• **Action item**
Among the lines below, copy exactly those from the one with "impl ExpectedFailureSource for JsonFileExpectedFailures" through the one with "pub fn fail_on(mut", counting both ends.

• **Data for the task**
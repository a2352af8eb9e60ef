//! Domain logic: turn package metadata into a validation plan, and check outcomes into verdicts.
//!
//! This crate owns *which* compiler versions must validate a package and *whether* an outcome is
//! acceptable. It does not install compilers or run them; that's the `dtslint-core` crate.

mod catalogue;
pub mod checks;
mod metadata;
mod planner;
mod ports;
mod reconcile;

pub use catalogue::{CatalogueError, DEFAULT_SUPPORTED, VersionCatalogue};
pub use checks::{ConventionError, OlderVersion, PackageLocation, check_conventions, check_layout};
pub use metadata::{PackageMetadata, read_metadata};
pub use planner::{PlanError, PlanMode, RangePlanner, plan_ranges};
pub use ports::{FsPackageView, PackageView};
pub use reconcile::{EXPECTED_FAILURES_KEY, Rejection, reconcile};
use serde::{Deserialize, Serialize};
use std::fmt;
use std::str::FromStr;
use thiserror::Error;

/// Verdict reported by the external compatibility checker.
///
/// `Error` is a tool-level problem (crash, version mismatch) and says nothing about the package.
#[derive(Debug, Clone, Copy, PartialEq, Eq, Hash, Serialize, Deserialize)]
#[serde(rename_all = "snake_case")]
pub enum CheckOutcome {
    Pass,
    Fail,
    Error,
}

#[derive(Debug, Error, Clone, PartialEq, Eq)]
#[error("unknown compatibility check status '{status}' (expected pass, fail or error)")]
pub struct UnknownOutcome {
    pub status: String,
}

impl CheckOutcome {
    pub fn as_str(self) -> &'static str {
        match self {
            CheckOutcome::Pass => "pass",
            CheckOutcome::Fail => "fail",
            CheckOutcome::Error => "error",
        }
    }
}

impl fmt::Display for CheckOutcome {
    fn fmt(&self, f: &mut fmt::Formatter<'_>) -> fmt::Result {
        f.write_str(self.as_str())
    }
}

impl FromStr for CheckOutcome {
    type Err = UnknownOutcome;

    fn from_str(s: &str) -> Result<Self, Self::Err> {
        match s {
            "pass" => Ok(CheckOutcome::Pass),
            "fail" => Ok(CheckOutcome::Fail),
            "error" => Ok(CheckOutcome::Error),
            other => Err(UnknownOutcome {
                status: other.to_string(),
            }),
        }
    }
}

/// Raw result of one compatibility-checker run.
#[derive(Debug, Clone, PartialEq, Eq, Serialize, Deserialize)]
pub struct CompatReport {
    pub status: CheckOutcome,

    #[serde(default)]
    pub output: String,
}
--
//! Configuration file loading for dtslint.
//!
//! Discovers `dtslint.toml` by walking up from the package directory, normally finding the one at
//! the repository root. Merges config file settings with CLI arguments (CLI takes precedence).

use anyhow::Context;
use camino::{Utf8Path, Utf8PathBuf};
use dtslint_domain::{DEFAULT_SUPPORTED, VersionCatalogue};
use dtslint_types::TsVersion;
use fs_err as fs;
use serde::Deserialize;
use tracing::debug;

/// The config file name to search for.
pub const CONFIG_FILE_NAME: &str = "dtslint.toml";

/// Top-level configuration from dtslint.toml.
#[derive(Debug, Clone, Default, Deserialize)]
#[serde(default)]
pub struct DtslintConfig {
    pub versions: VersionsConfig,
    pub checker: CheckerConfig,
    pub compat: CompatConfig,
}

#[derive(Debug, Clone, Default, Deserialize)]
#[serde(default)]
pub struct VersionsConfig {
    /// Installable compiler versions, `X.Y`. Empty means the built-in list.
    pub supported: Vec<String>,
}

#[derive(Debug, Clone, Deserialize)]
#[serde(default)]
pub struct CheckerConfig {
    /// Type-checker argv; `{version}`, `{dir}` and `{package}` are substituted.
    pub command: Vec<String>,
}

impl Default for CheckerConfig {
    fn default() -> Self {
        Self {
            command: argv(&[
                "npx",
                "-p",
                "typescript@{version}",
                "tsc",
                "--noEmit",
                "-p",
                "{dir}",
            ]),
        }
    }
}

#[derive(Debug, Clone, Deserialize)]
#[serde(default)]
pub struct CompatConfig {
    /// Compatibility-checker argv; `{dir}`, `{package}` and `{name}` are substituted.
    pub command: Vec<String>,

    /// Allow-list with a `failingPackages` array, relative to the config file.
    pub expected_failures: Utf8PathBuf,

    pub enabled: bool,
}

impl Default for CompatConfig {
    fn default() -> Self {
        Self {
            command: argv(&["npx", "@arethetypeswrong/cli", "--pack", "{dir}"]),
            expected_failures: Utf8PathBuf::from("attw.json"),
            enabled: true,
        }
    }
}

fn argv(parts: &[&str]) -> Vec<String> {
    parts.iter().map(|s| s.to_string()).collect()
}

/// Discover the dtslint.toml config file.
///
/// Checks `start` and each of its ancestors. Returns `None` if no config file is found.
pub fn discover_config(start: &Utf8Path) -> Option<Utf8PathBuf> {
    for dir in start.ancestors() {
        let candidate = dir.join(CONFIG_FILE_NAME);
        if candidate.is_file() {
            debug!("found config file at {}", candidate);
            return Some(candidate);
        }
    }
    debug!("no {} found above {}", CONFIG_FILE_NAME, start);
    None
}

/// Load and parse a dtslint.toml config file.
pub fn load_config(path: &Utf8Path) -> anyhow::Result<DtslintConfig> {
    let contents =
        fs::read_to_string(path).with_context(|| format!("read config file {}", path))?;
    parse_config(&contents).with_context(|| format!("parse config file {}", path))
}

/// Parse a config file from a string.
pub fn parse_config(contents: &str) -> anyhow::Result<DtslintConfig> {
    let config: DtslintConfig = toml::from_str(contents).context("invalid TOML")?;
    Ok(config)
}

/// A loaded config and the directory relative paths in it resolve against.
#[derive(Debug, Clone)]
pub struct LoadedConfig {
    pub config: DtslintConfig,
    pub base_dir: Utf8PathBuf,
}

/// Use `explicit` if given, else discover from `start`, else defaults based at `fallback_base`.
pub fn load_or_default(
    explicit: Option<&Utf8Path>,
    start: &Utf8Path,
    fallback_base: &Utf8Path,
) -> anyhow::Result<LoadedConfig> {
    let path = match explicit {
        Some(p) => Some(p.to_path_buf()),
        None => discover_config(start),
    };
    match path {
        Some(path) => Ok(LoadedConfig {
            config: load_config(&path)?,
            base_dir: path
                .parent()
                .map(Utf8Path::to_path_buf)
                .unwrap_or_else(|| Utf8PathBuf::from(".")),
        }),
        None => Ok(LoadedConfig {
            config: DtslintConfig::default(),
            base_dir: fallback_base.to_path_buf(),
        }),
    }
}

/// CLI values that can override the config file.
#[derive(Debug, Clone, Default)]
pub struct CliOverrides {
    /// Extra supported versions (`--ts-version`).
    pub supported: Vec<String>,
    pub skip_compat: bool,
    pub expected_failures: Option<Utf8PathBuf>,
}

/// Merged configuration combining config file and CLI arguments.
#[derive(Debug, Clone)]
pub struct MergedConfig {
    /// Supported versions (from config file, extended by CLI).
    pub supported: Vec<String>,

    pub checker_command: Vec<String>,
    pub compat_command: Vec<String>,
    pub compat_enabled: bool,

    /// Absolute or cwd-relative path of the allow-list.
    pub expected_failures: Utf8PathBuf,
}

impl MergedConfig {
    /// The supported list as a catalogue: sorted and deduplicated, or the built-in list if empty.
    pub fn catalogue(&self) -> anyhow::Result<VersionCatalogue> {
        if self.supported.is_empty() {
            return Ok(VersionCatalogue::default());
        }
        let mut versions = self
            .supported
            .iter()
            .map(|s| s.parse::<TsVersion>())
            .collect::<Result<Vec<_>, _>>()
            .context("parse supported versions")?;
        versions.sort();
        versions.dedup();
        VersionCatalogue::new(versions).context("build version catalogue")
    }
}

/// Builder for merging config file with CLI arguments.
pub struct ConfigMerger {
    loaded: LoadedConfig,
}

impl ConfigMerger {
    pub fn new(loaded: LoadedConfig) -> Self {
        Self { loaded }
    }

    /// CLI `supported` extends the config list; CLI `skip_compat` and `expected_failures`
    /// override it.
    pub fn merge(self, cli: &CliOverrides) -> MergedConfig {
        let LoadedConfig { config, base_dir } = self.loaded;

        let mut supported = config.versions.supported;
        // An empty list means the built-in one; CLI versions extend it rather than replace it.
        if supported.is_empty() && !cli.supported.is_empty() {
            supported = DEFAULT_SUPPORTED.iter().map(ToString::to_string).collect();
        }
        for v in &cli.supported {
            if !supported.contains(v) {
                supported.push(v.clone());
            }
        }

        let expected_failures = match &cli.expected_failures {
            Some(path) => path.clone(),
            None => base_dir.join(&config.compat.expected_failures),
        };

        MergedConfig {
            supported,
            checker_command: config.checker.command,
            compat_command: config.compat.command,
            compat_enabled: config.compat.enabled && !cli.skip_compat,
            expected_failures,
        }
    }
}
==
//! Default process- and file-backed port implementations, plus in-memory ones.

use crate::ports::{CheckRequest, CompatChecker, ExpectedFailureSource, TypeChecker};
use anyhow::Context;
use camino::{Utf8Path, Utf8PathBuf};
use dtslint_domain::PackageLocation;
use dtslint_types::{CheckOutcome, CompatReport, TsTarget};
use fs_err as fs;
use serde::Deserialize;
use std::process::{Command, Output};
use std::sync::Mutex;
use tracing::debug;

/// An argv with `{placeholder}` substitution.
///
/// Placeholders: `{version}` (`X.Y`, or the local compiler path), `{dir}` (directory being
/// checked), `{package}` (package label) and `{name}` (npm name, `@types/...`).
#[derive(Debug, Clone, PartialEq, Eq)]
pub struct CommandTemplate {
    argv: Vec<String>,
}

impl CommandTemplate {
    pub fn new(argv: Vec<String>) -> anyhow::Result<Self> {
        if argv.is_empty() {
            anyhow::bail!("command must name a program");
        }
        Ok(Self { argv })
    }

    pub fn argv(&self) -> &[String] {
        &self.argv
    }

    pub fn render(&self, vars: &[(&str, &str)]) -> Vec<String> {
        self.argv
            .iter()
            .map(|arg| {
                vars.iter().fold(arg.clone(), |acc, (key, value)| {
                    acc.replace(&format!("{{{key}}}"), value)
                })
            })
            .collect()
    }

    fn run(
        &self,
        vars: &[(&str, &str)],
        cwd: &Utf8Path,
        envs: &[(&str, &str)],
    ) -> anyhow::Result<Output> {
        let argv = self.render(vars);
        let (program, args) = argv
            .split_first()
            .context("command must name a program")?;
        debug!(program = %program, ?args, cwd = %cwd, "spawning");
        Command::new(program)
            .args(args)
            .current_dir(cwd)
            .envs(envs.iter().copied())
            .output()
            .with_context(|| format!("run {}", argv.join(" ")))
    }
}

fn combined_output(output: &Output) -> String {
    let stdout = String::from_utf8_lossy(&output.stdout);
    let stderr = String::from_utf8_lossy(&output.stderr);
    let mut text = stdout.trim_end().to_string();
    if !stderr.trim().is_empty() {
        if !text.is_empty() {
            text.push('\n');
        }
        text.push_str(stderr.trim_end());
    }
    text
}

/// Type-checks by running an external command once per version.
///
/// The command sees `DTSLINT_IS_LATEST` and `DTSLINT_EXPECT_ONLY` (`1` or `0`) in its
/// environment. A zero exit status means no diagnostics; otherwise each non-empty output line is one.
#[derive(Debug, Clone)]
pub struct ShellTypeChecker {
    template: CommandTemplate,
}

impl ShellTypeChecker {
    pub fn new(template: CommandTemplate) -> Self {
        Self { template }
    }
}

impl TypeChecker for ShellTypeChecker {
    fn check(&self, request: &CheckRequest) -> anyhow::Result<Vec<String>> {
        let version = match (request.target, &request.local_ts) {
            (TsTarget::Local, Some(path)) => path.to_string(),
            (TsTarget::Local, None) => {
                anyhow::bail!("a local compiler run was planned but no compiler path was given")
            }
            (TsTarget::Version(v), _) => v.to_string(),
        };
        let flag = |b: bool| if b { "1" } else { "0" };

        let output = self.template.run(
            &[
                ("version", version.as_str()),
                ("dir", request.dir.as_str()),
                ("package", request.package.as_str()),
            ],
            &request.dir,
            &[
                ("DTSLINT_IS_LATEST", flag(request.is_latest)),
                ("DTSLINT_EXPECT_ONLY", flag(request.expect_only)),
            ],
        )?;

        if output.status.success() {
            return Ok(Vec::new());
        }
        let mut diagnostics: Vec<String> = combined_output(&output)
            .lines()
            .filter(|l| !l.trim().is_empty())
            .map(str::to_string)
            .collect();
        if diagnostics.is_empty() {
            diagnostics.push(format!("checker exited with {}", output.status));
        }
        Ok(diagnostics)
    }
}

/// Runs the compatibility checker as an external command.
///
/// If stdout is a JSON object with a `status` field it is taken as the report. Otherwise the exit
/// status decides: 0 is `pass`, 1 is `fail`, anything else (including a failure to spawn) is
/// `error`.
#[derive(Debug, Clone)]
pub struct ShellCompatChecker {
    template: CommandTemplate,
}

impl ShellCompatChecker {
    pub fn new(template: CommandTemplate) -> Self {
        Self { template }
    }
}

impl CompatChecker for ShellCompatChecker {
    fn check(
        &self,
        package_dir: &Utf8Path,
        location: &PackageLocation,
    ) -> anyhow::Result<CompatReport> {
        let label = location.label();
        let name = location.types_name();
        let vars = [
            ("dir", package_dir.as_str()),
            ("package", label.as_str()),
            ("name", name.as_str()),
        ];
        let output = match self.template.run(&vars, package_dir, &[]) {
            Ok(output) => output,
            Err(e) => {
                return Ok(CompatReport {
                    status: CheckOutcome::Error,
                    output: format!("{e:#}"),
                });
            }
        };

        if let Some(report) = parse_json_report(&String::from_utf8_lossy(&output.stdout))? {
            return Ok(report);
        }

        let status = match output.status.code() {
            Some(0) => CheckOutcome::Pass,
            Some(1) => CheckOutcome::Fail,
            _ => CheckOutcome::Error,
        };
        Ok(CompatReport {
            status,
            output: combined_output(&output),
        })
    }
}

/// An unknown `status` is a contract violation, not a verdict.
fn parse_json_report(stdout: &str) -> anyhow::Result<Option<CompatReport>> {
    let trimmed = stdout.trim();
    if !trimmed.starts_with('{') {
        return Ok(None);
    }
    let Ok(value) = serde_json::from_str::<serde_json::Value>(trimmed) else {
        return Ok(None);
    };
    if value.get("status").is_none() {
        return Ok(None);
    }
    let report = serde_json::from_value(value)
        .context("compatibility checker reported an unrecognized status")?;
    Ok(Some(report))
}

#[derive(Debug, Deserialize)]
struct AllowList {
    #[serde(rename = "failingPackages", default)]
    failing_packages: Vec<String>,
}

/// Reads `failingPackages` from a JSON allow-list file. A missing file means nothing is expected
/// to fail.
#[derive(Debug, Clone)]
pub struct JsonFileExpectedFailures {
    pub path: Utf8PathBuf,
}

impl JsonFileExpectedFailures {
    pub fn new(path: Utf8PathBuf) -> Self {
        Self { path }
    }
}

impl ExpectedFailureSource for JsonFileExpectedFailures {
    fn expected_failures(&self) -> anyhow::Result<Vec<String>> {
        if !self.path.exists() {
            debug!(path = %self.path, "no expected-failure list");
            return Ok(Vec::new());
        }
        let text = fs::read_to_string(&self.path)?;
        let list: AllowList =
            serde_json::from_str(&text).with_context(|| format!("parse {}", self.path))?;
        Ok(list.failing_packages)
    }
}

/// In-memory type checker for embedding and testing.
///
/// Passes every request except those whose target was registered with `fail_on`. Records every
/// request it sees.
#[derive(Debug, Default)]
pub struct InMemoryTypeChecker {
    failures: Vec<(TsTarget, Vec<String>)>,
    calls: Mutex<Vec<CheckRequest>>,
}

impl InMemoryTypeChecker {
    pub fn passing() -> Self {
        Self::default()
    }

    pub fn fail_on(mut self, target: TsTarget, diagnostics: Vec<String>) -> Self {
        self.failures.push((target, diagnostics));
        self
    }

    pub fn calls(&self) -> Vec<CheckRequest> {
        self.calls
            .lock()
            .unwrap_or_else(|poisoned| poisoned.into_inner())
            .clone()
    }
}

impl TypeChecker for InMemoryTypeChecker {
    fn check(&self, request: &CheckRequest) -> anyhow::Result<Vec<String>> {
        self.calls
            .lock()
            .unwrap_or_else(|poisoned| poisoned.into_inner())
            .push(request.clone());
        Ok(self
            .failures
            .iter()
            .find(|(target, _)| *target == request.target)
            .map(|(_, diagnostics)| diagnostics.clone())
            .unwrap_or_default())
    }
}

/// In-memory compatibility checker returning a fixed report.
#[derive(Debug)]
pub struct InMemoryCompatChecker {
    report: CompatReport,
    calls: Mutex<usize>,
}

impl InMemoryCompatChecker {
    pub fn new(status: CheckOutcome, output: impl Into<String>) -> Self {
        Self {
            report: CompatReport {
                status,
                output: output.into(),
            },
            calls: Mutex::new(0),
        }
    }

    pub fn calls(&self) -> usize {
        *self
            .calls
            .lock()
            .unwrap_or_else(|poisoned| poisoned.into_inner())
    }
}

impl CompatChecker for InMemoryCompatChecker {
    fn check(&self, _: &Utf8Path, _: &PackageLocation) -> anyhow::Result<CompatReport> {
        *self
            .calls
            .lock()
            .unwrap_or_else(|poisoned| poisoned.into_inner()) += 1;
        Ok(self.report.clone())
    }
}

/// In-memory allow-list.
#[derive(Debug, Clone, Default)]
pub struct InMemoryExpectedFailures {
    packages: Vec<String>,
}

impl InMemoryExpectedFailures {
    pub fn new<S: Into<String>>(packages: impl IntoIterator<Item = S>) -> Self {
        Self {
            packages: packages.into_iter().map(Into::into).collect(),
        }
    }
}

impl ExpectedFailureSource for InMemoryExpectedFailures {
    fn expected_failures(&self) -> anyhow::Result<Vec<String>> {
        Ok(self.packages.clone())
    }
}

• **Task result**
impl ExpectedFailureSource for JsonFileExpectedFailures {
    fn expected_failures(&self) -> anyhow::Result<Vec<String>> {
        if !self.path.exists() {
            debug!(path = %self.path, "no expected-failure list");
            return Ok(Vec::new());
        }
        let text = fs::read_to_string(&self.path)?;
        let list: AllowList =
            serde_json::from_str(&text).with_context(|| format!("parse {}", self.path))?;
        Ok(list.failing_packages)
    }
}

/// In-memory type checker for embedding and testing.
///
/// Passes every request except those whose target was registered with `fail_on`. Records every
/// request it sees.
#[derive(Debug, Default)]
pub struct InMemoryTypeChecker {
    failures: Vec<(TsTarget, Vec<String>)>,
    calls: Mutex<Vec<CheckRequest>>,
}

impl InMemoryTypeChecker {
    pub fn passing() -> Self {
        Self::default()
    }

    pub fn fail_on(mut self, target: TsTarget, diagnostics: Vec<String>) -> Self {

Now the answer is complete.